Page 1 of 1

Parallel Tranformer & Surrogate key stages

Posted: Sun Dec 09, 2007 7:31 am
by srimitta
Hi All,
When Transformer Stage or Surrogate Key Generator Stage is used to generate sequence numbers, first time you run it will generate sequnce numbers and stores the last value (in internal format) in a file if source type is Flat File and when you run DataStage job second time, third time and soforth the Transformer Stage and Surrogate Key Generator Stage reads stored value from file and keep-on increment sequnce numbers and writes back last value to file, this iteration follows whenever you run your job.

1). What happens if you let Transformer Stage or Surrogate Key Generator Stage to generate values and job aborts after processing some records, does DataStage stores last value generated from the current abort or does it rolls-back to last values which was stored from last sucessful run.

2). Can we let Transformer Stage or Surrogate Key Generator Stage generate sequnce number and from second run on-wards, is this right approach or letting Transformer Stage or Surrogate Key Generator Stage to generate numbers and don't refresh file by any other means, If this is not right approach, what would be the right approach to pass max vlue from warehouse table other than reading value in the file from sequncer job and passing it as a parameter as initial vaue to Transformer Stage or Surrogate Key Generator Stage.

Thanks
srimitta

Posted: Sun Dec 09, 2007 7:48 am
by chulett
1) Nothing is stored automatically.

2) The surrogates will start with whatever value you tell it to, the default starting key value is zero. Pass it in as a job parameter.
what would be the right approach to pass max vlue from warehouse table other than reading value in the file from sequncer job and passing it as a parameter as initial vaue to Transformer Stage or Surrogate Key Generator Stage.
Why 'other than'? :?

Posted: Sun Dec 09, 2007 7:56 am
by srimitta
Thanks Craig,
  • 1) Nothing is stored automatically.
I didn't get you :? .

Posted: Sun Dec 09, 2007 7:56 am
by srimitta
Thanks Craig,
  • 1) Nothing is stored automatically.
I didn't get you :? .

Posted: Sun Dec 09, 2007 8:33 am
by chulett
You asked "does DataStage stores last value generated from the current abort" and the short answer is "no". Meaning nothing about your surrogate keys are stored by DataStage. Every time the job runs, you need to tell it where to start numbering regardless of the outcome of the previous run.
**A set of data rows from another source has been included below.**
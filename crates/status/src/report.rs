//! 상태 리포트 — 열 정렬된 평문 텍스트 렌더링
//!
//! 출력은 스냅샷 상태와 현재 시각만의 순수 함수입니다. 섹션 순서:
//! 헤더, Hostid, Checksum, (인터페이스 통계), State Table, Source Tracking Table,
//! Counters, Limit Counters. 마지막 행 뒤에는 개행을 붙이지 않습니다.
//!
//! ```text
//! Status: Enabled for 0 days 01:00:00           Debug: urgent
//!
//! Hostid:   0x01020304
//! Checksum: 0xabab...
//!
//! State Table                          Total             Rate
//!   current entries                        5
//!   searches                               0            0.0/s
//! ```

use std::time::{SystemTime, UNIX_EPOCH};

use tracing::warn;

use crate::counters::{AddressFamily, CounterGroup, Direction, PacketAction};
use crate::snapshot::StatusSnapshot;

/// 헤더 상태 문구 폭 (왼쪽 정렬)
const HEADER_STATUS_WIDTH: usize = 44;
/// 헤더 디버그 문구 폭 (오른쪽 정렬)
const HEADER_DEBUG_WIDTH: usize = 15;
/// 카운터 행 라벨 폭
const LABEL_WIDTH: usize = 25;
/// 섹션 제목 폭 (라벨 폭 + 들여쓰기 2칸)
const TITLE_WIDTH: usize = LABEL_WIDTH + 2;
/// 카운터 값 폭
const TOTAL_WIDTH: usize = 14;
/// 비율 값 폭 (`/s` 제외)
const RATE_WIDTH: usize = 14;
/// 인터페이스 통계의 두 번째 값 열 폭
const SECOND_COLUMN_WIDTH: usize = 16;
/// 인터페이스 이름 폭
const IFNAME_WIDTH: usize = 16;
/// 인터페이스 통계 첫 번째 프로토콜 제목 폭
const FIRST_PROTO_TITLE_WIDTH: usize = 5;

const SECS_PER_MINUTE: u64 = 60;
const SECS_PER_HOUR: u64 = 60 * SECS_PER_MINUTE;
const SECS_PER_DAY: u64 = 24 * SECS_PER_HOUR;

/// 마지막 활성화 이후 경과 시간
#[derive(Debug, Clone, Copy, PartialEq)]
struct Elapsed {
    secs: f64,
}

impl Elapsed {
    /// 현재 시각이 `since`보다 앞서면 0으로 고정합니다.
    fn between(since: i64, now: SystemTime) -> Self {
        let now_secs = match now.duration_since(UNIX_EPOCH) {
            Ok(d) => d.as_secs_f64(),
            Err(e) => -e.duration().as_secs_f64(),
        };
        #[allow(clippy::cast_precision_loss)]
        let secs = now_secs - since as f64;
        if secs < 0.0 {
            warn!(
                since,
                now = now_secs,
                "clock is behind filter enable time, clamping elapsed to zero"
            );
            return Self { secs: 0.0 };
        }
        Self { secs }
    }

    /// ` for <days> days <HH>:<MM>:<SS>`
    fn describe(self) -> String {
        #[allow(clippy::cast_possible_truncation, clippy::cast_sign_loss)]
        let total = self.secs as u64;
        let days = total / SECS_PER_DAY;
        let hours = (total % SECS_PER_DAY) / SECS_PER_HOUR;
        let minutes = (total % SECS_PER_HOUR) / SECS_PER_MINUTE;
        let seconds = total % SECS_PER_MINUTE;
        format!(" for {days} days {hours:02}:{minutes:02}:{seconds:02}")
    }

    /// 초당 비율. 경과 시간이 0이면 0.0
    #[allow(clippy::cast_precision_loss)]
    fn rate(self, value: u64) -> f64 {
        if self.secs > 0.0 {
            value as f64 / self.secs
        } else {
            0.0
        }
    }
}

impl StatusSnapshot {
    /// 현재 시각 기준으로 리포트를 렌더링합니다.
    pub fn render(&self) -> String {
        self.render_at(SystemTime::now())
    }

    /// 주어진 시각 기준으로 리포트를 렌더링합니다.
    ///
    /// `since`가 없으면 경과 시간과 `/s` 비율 열을 모두 생략합니다.
    pub fn render_at(&self, now: SystemTime) -> String {
        let elapsed = self.since().map(|since| Elapsed::between(since, now));
        let mut out = String::new();

        self.push_header(&mut out, elapsed);
        if !self.interface_name().is_empty() {
            self.push_interface_stats(&mut out);
        }

        out.push_str(&format!(
            "{:<TITLE_WIDTH$} {:>TOTAL_WIDTH$} {:>SECOND_COLUMN_WIDTH$}",
            "State Table", "Total", "Rate"
        ));
        push_table(
            &mut out,
            self.state_count(),
            self.state_table_counters(),
            elapsed,
        );

        out.push_str("\nSource Tracking Table");
        push_table(
            &mut out,
            self.source_node_count(),
            self.source_tracking_counters(),
            elapsed,
        );

        out.push_str("\nCounters");
        push_counters(&mut out, self.operation_counters(), elapsed);

        out.push_str("\nLimit Counters");
        push_counters(&mut out, self.limit_counters(), elapsed);

        out
    }

    fn push_header(&self, out: &mut String, elapsed: Option<Elapsed>) {
        let mut status = String::from("Status: ");
        status.push_str(if self.is_running() {
            "Enabled"
        } else {
            "Disabled"
        });
        if let Some(elapsed) = elapsed {
            status.push_str(&elapsed.describe());
        }
        let debug = format!("Debug: {}", self.debug_level().label());

        out.push_str(&format!(
            "{status:<HEADER_STATUS_WIDTH$}{debug:>HEADER_DEBUG_WIDTH$}\n\n"
        ));
        out.push_str(&format!("Hostid:   0x{:08x}\n", self.host_id()));
        out.push_str(&format!("Checksum: {}\n\n", self.checksum_hex()));
    }

    fn push_interface_stats(&self, out: &mut String) {
        let traffic = self.traffic();

        out.push_str(&format!(
            "Interface Stats for {:<IFNAME_WIDTH$} {:>FIRST_PROTO_TITLE_WIDTH$} {:>SECOND_COLUMN_WIDTH$}\n",
            self.interface_name(),
            AddressFamily::Inet.label(),
            AddressFamily::Inet6.label(),
        ));

        for dir in Direction::ALL {
            let label = format!("Bytes {}", dir.label());
            push_pair(
                out,
                &label,
                traffic.bytes(dir, AddressFamily::Inet),
                traffic.bytes(dir, AddressFamily::Inet6),
            );
        }

        for dir in Direction::ALL {
            out.push_str(&format!("  Packets {}\n", dir.label()));
            for action in PacketAction::ALL {
                let label = format!("  {}", action.label());
                push_pair(
                    out,
                    &label,
                    traffic.packets(dir, action, AddressFamily::Inet),
                    traffic.packets(dir, action, AddressFamily::Inet6),
                );
            }
        }

        out.push('\n');
    }
}

fn push_pair(out: &mut String, label: &str, inet: u64, inet6: u64) {
    out.push_str(&format!(
        "  {label:<LABEL_WIDTH$} {inet:>TOTAL_WIDTH$} {inet6:>SECOND_COLUMN_WIDTH$}\n"
    ));
}

fn push_table(out: &mut String, current: u32, group: &CounterGroup, elapsed: Option<Elapsed>) {
    out.push_str(&format!(
        "\n  {:<LABEL_WIDTH$} {current:>TOTAL_WIDTH$}",
        "current entries"
    ));
    push_counters(out, group, elapsed);
}

fn push_counters(out: &mut String, group: &CounterGroup, elapsed: Option<Elapsed>) {
    for (label, value) in group.iter() {
        out.push_str(&format!("\n  {label:<LABEL_WIDTH$} {value:>TOTAL_WIDTH$} "));
        if let Some(elapsed) = elapsed {
            let rate = elapsed.rate(value);
            out.push_str(&format!("{rate:>RATE_WIDTH$.1}/s"));
        }
    }
}
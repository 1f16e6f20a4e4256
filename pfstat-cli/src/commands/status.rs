//! `pfstat status` command handler

use std::io::Write;
use std::path::PathBuf;

use serde::Serialize;
use tracing::info;

use pfstat_core::config::PfstatConfig;
use pfstat_status::StatusSnapshot;

use crate::cli::StatusArgs;
use crate::commands::{read_snapshot, resolve_layout};
use crate::error::CliError;
use crate::output::{OutputWriter, Render};

/// Execute the `status` command.
///
/// Decodes the dump at `args.path` (or `status.input`) and prints the report.
pub async fn execute(
    args: StatusArgs,
    config: &PfstatConfig,
    writer: &OutputWriter,
) -> Result<(), CliError> {
    let layout = resolve_layout(args.layout.as_deref(), config)?;
    let path = args
        .path
        .unwrap_or_else(|| PathBuf::from(&config.status.input));

    info!(path = %path.display(), layout = layout.name, "decoding status dump");
    let snapshot = read_snapshot(&path, &layout).await?;

    let report = StatusReport::new(path.display().to_string(), layout.name, snapshot);
    writer.render(&report)
}

/// Decoded status report.
///
/// JSON output carries the snapshot fields alongside the source path.
/// Text output is the column-aligned report.
#[derive(Serialize)]
pub struct StatusReport {
    /// Dump file path
    pub source: String,
    /// Layout used for decoding
    pub layout: &'static str,
    #[serde(flatten)]
    pub snapshot: StatusSnapshot,
    /// Report text rendered at construction time
    #[serde(skip)]
    pub text: String,
}

impl StatusReport {
    pub fn new(source: String, layout: &'static str, snapshot: StatusSnapshot) -> Self {
        let text = snapshot.render();
        Self {
            source,
            layout,
            snapshot,
            text,
        }
    }
}

impl Render for StatusReport {
    fn render_text(&self, w: &mut dyn Write) -> std::io::Result<()> {
        writeln!(w, "{}", self.text)
    }
}
//! `pfstat config` command handler

use std::io::Write;
use std::path::Path;

use serde::Serialize;
use tracing::info;

use pfstat_core::config::PfstatConfig;

use crate::cli::{ConfigAction, ConfigArgs};
use crate::error::CliError;
use crate::output::{OutputWriter, Render};

/// Execute the `config` command.
pub async fn execute(
    args: ConfigArgs,
    config_path: &Path,
    writer: &OutputWriter,
) -> Result<(), CliError> {
    match args.action {
        ConfigAction::Validate => execute_validate(config_path, writer).await,
        ConfigAction::Show { section } => execute_show(config_path, section, writer).await,
    }
}

/// Execute the config validate subcommand.
///
/// Unlike other subcommands, a missing file is an error here.
///
/// # Errors
///
/// Returns `CliError::Config` if validation fails (missing file, invalid values, parse errors).
async fn execute_validate(config_path: &Path, writer: &OutputWriter) -> Result<(), CliError> {
    info!(path = %config_path.display(), "validating configuration");

    let report = match PfstatConfig::load(config_path).await {
        Ok(_) => ConfigValidationReport {
            source: config_path.display().to_string(),
            valid: true,
            errors: Vec::new(),
        },
        Err(e) => ConfigValidationReport {
            source: config_path.display().to_string(),
            valid: false,
            errors: vec![e.to_string()],
        },
    };

    writer.render(&report)?;

    if !report.valid {
        return Err(CliError::Config("configuration is invalid".to_owned()));
    }

    Ok(())
}

/// Execute the config show subcommand.
///
/// Displays the effective configuration (file + env overrides + defaults).
///
/// # Errors
///
/// Returns `CliError::Core` if loading fails or `CliError::Command` if section name is invalid.
async fn execute_show(
    config_path: &Path,
    section: Option<String>,
    writer: &OutputWriter,
) -> Result<(), CliError> {
    info!(path = %config_path.display(), "loading configuration");

    let config = PfstatConfig::load_or_default(config_path).await?;
    let source = config_path.display().to_string();

    let report = match section.as_deref() {
        None => ConfigReport {
            source,
            section: None,
            config_toml: to_toml(&config),
        },
        Some("general") => ConfigReport {
            source,
            section: Some("general".to_owned()),
            config_toml: to_toml(&config.general),
        },
        Some("status") => ConfigReport {
            source,
            section: Some("status".to_owned()),
            config_toml: to_toml(&config.status),
        },
        Some(other) => {
            return Err(CliError::Command(format!(
                "unknown section: {} (expected: general, status)",
                other
            )));
        }
    };

    writer.render(&report)?;

    Ok(())
}

fn to_toml<T: Serialize>(value: &T) -> String {
    toml::to_string_pretty(value).unwrap_or_else(|e| format!("(serialization error: {})", e))
}

/// Configuration display report.
///
/// The `config_toml` field is skipped during JSON serialization (only used for text rendering).
#[derive(Serialize)]
pub struct ConfigReport {
    /// Configuration file path
    pub source: String,
    /// Optional section name (None = full config)
    #[serde(skip_serializing_if = "Option::is_none")]
    pub section: Option<String>,
    /// Serialized TOML configuration
    #[serde(skip)]
    pub config_toml: String,
}

impl Render for ConfigReport {
    fn render_text(&self, w: &mut dyn Write) -> std::io::Result<()> {
        use colored::Colorize;

        if let Some(ref section) = self.section {
            let section_label = format!("[{}]", section);
            writeln!(
                w,
                "Configuration {} (source: {})",
                section_label.bold(),
                self.source
            )?;
        } else {
            writeln!(w, "Configuration (source: {})", self.source.bold())?;
        }

        writeln!(w)?;
        write!(w, "{}", self.config_toml)?;

        Ok(())
    }
}

/// Configuration validation report.
#[derive(Serialize)]
pub struct ConfigValidationReport {
    /// Configuration file path
    pub source: String,
    /// Whether the configuration is valid
    pub valid: bool,
    /// Validation error messages (empty if valid)
    pub errors: Vec<String>,
}

impl Render for ConfigValidationReport {
    fn render_text(&self, w: &mut dyn Write) -> std::io::Result<()> {
        use colored::Colorize;

        writeln!(w, "Config Validation: {}", self.source.bold())?;

        if self.valid {
            writeln!(w, "  Result: {}", "VALID".green().bold())?;
        } else {
            writeln!(w, "  Result: {}", "INVALID".red().bold())?;
            for err in &self.errors {
                writeln!(w, "  Error: {}", err.red())?;
            }
        }

        Ok(())
    }
}
//! Output formatting abstraction for text vs JSON rendering
//!
//! All subcommand output flows through [`OutputWriter`] which handles format switching.
//! This keeps format-specific logic out of command handlers entirely.

use std::io::Write;

use serde::Serialize;

use crate::cli::OutputFormat;
use crate::error::CliError;

/// Abstraction for writing CLI output in different formats.
///
/// Subcommand handlers call `writer.render(&payload)` where `payload`
/// implements both `Serialize` (for JSON) and `Render` (for text).
pub struct OutputWriter {
    format: OutputFormat,
}

impl OutputWriter {
    /// Create a new output writer with the specified format.
    pub fn new(format: OutputFormat) -> Self {
        Self { format }
    }

    /// Render a payload to stdout.
    pub fn render<T: Render + Serialize>(&self, payload: &T) -> Result<(), CliError> {
        let stdout = std::io::stdout();
        let mut handle = stdout.lock();
        self.render_to(payload, &mut handle)
    }

    /// Render a payload to an arbitrary writer.
    ///
    /// For `Text` format, delegates to `Render::render_text()`.
    /// For `Json` format, serialises via `serde_json`.
    pub fn render_to<T: Render + Serialize>(
        &self,
        payload: &T,
        w: &mut dyn Write,
    ) -> Result<(), CliError> {
        match self.format {
            OutputFormat::Text => {
                payload.render_text(w)?;
            }
            OutputFormat::Json => {
                serde_json::to_writer_pretty(&mut *w, payload)?;
                writeln!(w)?;
            }
        }
        Ok(())
    }
}

/// Trait for human-readable text rendering.
///
/// Implemented by every CLI output payload alongside `serde::Serialize`.
pub trait Render {
    fn render_text(&self, w: &mut dyn Write) -> std::io::Result<()>;
}
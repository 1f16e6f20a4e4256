//! 상태 디코더 에러 타입
//!
//! [`StatusError`]는 원시 레코드가 레이아웃 계약을 만족하지 못할 때 생성 시점에
//! 한 번만 발생합니다. 생성된 스냅샷의 렌더링은 실패하지 않습니다.

use pfstat_core::error::{DecodeError, PfstatError};

/// 상태 디코더 도메인 에러
#[derive(Debug, Clone, PartialEq, Eq, thiserror::Error)]
pub enum StatusError {
    /// 배열 길이 부족, 버퍼 길이 부족, 범위를 벗어난 디버그 레벨
    #[error("malformed status record: field '{field}': {reason}")]
    MalformedRecord {
        /// 문제가 된 원시 필드 이름
        field: &'static str,
        /// 실패 사유
        reason: String,
    },
}

impl StatusError {
    pub(crate) fn malformed(field: &'static str, reason: impl Into<String>) -> Self {
        Self::MalformedRecord {
            field,
            reason: reason.into(),
        }
    }
}

impl From<StatusError> for PfstatError {
    fn from(err: StatusError) -> Self {
        match err {
            StatusError::MalformedRecord { field, reason } => {
                PfstatError::Decode(DecodeError::MalformedRecord {
                    field: field.to_owned(),
                    reason,
                })
            }
        }
    }
}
Posted: Sun Dec 09, 2007 7:14 pm
by srimitta
Meaning nothing about your surrogate keys are stored by DataStage. Every time the job runs, you need to tell it where to start numbering
1. Not really you need to supply Initial value to start from.
2.Leave blank and run first time it starts value from 1 and stores last value in a file (path & file name have to supply to the stage if chose Flat File option) in un-readable format.
3.Second time you run the job (with out supplying intial value), surrogate key generator or Transformer stage start incrementing from last max value.
4.If you try to refresh the file and run job, the stage will start from incrementing from value 1.

We ran & tested job several times and observed above pattern.

What I noticed is:
1.Let surrogate key generator or Transformer stage manage generating sequnce numbers and don't mess (refresh) with file.
or
2).Pass initial value as parameter to the stage from a Sequncer job to start increment value from where you want.

Still my question remains same, what happens if you let stage take care of generating sequnce numbers and job fails or aborts after processing some records to output?

Thanks
srimitta

Posted: Sun Dec 09, 2007 10:52 pm
by chulett
That behaviour must be new with the 8.x release, at least for the Surrogate Key stage. I don't see how you can claim the same behaviour with the Transformer, but whatever. :?

Why not answer the question yourself? Arrange a test job with the appropriate stage to abort part way through and observe the behaviour. Let us know.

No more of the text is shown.